I tried without the sleep function (just to make sure it wasn't putting on hold anything) and still no luck:
#!/usr/bin/env ruby
require 'rubygems'
require 'socket'
require 'activesupport' # Fixnum.seconds
sock = TCPSocket.new('127.0.0.1', 5443)
sock.sync = true
will_restart_at = Time.now + 2.seconds
should_continue = true
while should_continue
if will_restart_at <= Time.now
will_restart_at = Time.now + 2.seconds
begin
count = sock.write("ABCD ")
puts "Wrote #{count} bytes"
rescue Exception => myException
puts "Exception rescued : #{myException}"
should_continue = false
end
end
end
I analyzed with Wireshark and the two solutions are exactly behaving identically.
I think (and can't be sure) that until you actually call your_socket.write (which will not fail as the socket is still opened because you weren't probing for its possible destruction), the socket won't raise any error.
I tried to simulate this with nginx and manual TCP sockets. And look at that:
irb> sock = TCPSocket.new('127.0.0.1', 80)
=> #<TCPSocket:0xb743b824>
irb> sock.write("salut")
=> 5
irb> sock.read
=> "<html>\r\n<head><title>400 Bad Request</title></head>\r\n<body>\r\n</body>\r\n</html>\r\n"
# Here, I kill nginx
irb> sock.write("salut")
=> 5
irb> sock.read
=> ""
irb> sock.write("salut")
Errno::EPIPE: Broken pipe
So what's the conclusion from here?
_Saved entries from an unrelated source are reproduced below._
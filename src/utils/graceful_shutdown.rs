use std::sync::{
    Arc,
    atomic::{AtomicBool, Ordering},
};

use tokio::{signal, sync::broadcast};

/// Represents different shutdown reasons
#[derive(Debug, Clone, Copy, PartialEq, Eq)]
pub enum ShutdownReason {
    /// Graceful shutdown requested (SIGTERM, SIGINT)
    Graceful,
    /// The shutdown channel went away without an explicit request
    Force,
}

/// Fans a single shutdown request out to the accept loop and anything else
/// holding a [`ShutdownToken`].
pub struct GracefulShutdown {
    shutdown_tx: broadcast::Sender<ShutdownReason>,
    shutdown_initiated: Arc<AtomicBool>,
}

impl GracefulShutdown {
    pub fn new() -> Self {
        let (shutdown_tx, _) = broadcast::channel(16);
        Self {
            shutdown_tx,
            shutdown_initiated: Arc::new(AtomicBool::new(false)),
        }
    }

    /// Get a receiver for shutdown signals
    pub fn subscribe(&self) -> broadcast::Receiver<ShutdownReason> {
        self.shutdown_tx.subscribe()
    }

    pub fn is_shutdown_initiated(&self) -> bool {
        self.shutdown_initiated.load(Ordering::Relaxed)
    }

    /// Request shutdown. Only the first request is broadcast.
    pub fn trigger_shutdown(&self, reason: ShutdownReason) {
        if self
            .shutdown_initiated
            .compare_exchange(false, true, Ordering::Relaxed, Ordering::Relaxed)
            .is_ok()
        {
            tracing::info!(?reason, "Shutdown triggered");
            // No receivers just means nobody is waiting yet.
            let _ = self.shutdown_tx.send(reason);
        } else {
            tracing::warn!("Shutdown already initiated, ignoring signal");
        }
    }

    /// Wait for SIGINT or SIGTERM and trigger a graceful shutdown.
    pub async fn run_signal_handler(&self) {
        tracing::info!("Signal handler started. Listening for SIGTERM and SIGINT");

        tokio::select! {
            result = signal::ctrl_c() => {
                if let Err(e) = result {
                    tracing::error!(error = %e, "Failed to listen for SIGINT");
                    return;
                }
                tracing::info!("Received SIGINT (Ctrl+C), initiating graceful shutdown...");
            }
            _ = wait_for_sigterm() => {
                tracing::info!("Received SIGTERM, initiating graceful shutdown...");
            }
        }

        self.trigger_shutdown(ShutdownReason::Graceful);
    }

    /// Wait indefinitely for a shutdown request
    pub async fn wait_for_shutdown_signal(&self) -> ShutdownReason {
        if self.is_shutdown_initiated() {
            return ShutdownReason::Graceful;
        }
        let mut receiver = self.subscribe();
        receiver.recv().await.unwrap_or(ShutdownReason::Force)
    }

    /// Create a shutdown token that can be used to cancel operations
    pub fn shutdown_token(&self) -> ShutdownToken {
        ShutdownToken {
            receiver: self.subscribe(),
            shutdown_initiated: self.shutdown_initiated.clone(),
        }
    }
}

impl Default for GracefulShutdown {
    fn default() -> Self {
        Self::new()
    }
}

#[cfg(unix)]
async fn wait_for_sigterm() {
    use tokio::signal::unix::{SignalKind, signal};
    match signal(SignalKind::terminate()) {
        Ok(mut sigterm) => {
            sigterm.recv().await;
        }
        Err(e) => {
            tracing::error!(error = %e, "Failed to register SIGTERM handler");
            std::future::pending::<()>().await;
        }
    }
}

#[cfg(not(unix))]
async fn wait_for_sigterm() {
    // On non-Unix systems, we only have Ctrl+C
    std::future::pending::<()>().await;
}

/// A token that can be used to check for shutdown signals
pub struct ShutdownToken {
    receiver: broadcast::Receiver<ShutdownReason>,
    shutdown_initiated: Arc<AtomicBool>,
}

impl Clone for ShutdownToken {
    fn clone(&self) -> Self {
        Self {
            receiver: self.receiver.resubscribe(),
            shutdown_initiated: self.shutdown_initiated.clone(),
        }
    }
}

impl ShutdownToken {
    pub fn is_shutdown_initiated(&self) -> bool {
        self.shutdown_initiated.load(Ordering::Relaxed)
    }

    /// Resolve once shutdown has been requested.
    pub async fn wait_for_shutdown(&mut self) -> ShutdownReason {
        if self.is_shutdown_initiated() {
            return ShutdownReason::Graceful;
        }
        self.receiver.recv().await.unwrap_or(ShutdownReason::Force)
    }
}

#[cfg(test)]
mod tests {
    use std::time::Duration;

    use super::*;

    #[tokio::test]
    async fn test_manual_trigger_shutdown() {
        let shutdown = GracefulShutdown::new();
        assert!(!shutdown.is_shutdown_initiated());

        let mut receiver = shutdown.subscribe();
        shutdown.trigger_shutdown(ShutdownReason::Graceful);
        assert!(shutdown.is_shutdown_initiated());
        assert_eq!(receiver.try_recv().unwrap(), ShutdownReason::Graceful);
    }

    #[tokio::test]
    async fn test_shutdown_token_wakes_waiters() {
        let shutdown = GracefulShutdown::new();
        let mut token = shutdown.shutdown_token();
        let mut late = token.clone();

        let waiter = tokio::spawn(async move { token.wait_for_shutdown().await });
        tokio::time::sleep(Duration::from_millis(10)).await;
        shutdown.trigger_shutdown(ShutdownReason::Graceful);

        assert_eq!(waiter.await.unwrap(), ShutdownReason::Graceful);
        assert!(late.is_shutdown_initiated());
        assert_eq!(late.wait_for_shutdown().await, ShutdownReason::Graceful);
    }

    #[tokio::test]
    async fn test_second_trigger_is_ignored() {
        let shutdown = GracefulShutdown::new();
        let mut receiver = shutdown.subscribe();

        shutdown.trigger_shutdown(ShutdownReason::Graceful);
        shutdown.trigger_shutdown(ShutdownReason::Force);

        assert_eq!(receiver.try_recv().unwrap(), ShutdownReason::Graceful);
        assert!(receiver.try_recv().is_err());
    }
}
Unless you're actually expecting some data from the server, you're screwed to detect that you've lost the connection :)
To detect a gracefully close, you'll have to read from the socket - read returning 0 indicates the socket has closed.
If you do need know if data got sent successfully though, there's no way other than implementing ACKs of the data at the application level.